Task item: Each line of the listing that contains "PathBuf" should be found and copied.
[Data to examine Boundary: Start]
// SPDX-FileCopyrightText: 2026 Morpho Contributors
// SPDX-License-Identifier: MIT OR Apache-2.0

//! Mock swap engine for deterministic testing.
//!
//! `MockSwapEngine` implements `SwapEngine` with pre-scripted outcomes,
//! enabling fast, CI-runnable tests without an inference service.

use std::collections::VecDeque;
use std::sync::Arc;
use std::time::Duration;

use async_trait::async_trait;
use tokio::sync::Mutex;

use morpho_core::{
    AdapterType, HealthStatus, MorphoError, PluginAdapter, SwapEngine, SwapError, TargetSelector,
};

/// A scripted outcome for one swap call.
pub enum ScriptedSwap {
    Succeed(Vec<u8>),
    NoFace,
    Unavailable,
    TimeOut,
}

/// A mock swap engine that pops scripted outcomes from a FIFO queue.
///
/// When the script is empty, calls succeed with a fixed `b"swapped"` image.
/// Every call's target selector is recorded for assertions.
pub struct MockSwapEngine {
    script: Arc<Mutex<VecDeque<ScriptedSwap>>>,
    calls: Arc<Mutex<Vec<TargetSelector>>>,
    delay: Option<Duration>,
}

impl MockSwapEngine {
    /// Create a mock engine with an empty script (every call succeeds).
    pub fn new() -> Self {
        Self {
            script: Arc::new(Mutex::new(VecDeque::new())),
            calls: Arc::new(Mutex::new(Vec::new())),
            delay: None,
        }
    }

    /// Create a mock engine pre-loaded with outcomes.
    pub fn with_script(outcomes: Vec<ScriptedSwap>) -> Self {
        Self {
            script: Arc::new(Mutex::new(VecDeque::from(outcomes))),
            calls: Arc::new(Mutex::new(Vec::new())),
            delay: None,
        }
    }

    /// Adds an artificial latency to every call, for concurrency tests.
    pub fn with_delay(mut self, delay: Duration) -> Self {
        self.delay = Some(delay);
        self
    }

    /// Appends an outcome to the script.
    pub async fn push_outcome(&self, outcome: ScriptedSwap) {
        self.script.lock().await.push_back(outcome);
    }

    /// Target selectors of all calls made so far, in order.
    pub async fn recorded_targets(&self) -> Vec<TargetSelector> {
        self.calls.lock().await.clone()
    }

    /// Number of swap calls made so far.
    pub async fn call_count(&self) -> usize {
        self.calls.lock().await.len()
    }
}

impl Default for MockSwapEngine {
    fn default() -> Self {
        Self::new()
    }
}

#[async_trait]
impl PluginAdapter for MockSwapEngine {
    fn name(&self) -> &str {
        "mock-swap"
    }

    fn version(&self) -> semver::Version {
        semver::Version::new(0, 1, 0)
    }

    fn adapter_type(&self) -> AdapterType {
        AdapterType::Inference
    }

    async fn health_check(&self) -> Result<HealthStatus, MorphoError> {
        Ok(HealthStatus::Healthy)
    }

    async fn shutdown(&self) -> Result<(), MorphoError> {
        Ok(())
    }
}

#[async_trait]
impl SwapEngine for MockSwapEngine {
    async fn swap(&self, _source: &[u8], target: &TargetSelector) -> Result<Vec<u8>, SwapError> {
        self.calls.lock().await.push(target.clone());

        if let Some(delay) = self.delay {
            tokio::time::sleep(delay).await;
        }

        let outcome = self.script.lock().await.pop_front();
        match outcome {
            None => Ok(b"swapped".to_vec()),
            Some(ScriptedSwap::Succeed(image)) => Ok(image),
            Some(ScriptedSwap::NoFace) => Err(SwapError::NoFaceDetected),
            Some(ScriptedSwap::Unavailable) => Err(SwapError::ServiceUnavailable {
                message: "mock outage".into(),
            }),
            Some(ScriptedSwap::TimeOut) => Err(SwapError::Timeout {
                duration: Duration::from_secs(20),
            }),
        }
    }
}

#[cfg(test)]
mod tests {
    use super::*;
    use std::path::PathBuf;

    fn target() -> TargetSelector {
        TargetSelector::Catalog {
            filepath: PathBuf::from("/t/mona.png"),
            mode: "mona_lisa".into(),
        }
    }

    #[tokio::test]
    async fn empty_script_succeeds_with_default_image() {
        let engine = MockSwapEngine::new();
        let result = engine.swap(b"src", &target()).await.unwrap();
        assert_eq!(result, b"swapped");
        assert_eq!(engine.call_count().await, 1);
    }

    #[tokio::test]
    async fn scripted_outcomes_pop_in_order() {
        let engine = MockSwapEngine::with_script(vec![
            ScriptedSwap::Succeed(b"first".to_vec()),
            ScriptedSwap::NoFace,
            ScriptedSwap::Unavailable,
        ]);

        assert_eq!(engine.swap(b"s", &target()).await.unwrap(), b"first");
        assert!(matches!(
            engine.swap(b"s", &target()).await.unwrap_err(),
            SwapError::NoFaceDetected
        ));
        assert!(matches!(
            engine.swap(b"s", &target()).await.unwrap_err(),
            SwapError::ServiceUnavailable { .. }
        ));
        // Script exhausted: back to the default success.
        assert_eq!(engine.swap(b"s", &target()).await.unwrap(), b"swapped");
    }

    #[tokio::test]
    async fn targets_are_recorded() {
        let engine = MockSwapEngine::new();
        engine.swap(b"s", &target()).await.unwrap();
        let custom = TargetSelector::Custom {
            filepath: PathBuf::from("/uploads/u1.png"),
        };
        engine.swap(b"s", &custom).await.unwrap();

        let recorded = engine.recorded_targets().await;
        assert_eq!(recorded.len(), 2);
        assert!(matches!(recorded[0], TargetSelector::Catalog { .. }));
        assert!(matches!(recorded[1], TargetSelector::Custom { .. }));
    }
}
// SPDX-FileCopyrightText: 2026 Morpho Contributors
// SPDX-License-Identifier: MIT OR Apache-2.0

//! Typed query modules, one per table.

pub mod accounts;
[Data to examine Boundary: End]
Task response:
    use std::path::PathBuf;
            filepath: PathBuf::from("/t/mona.png"),
            filepath: PathBuf::from("/uploads/u1.png"),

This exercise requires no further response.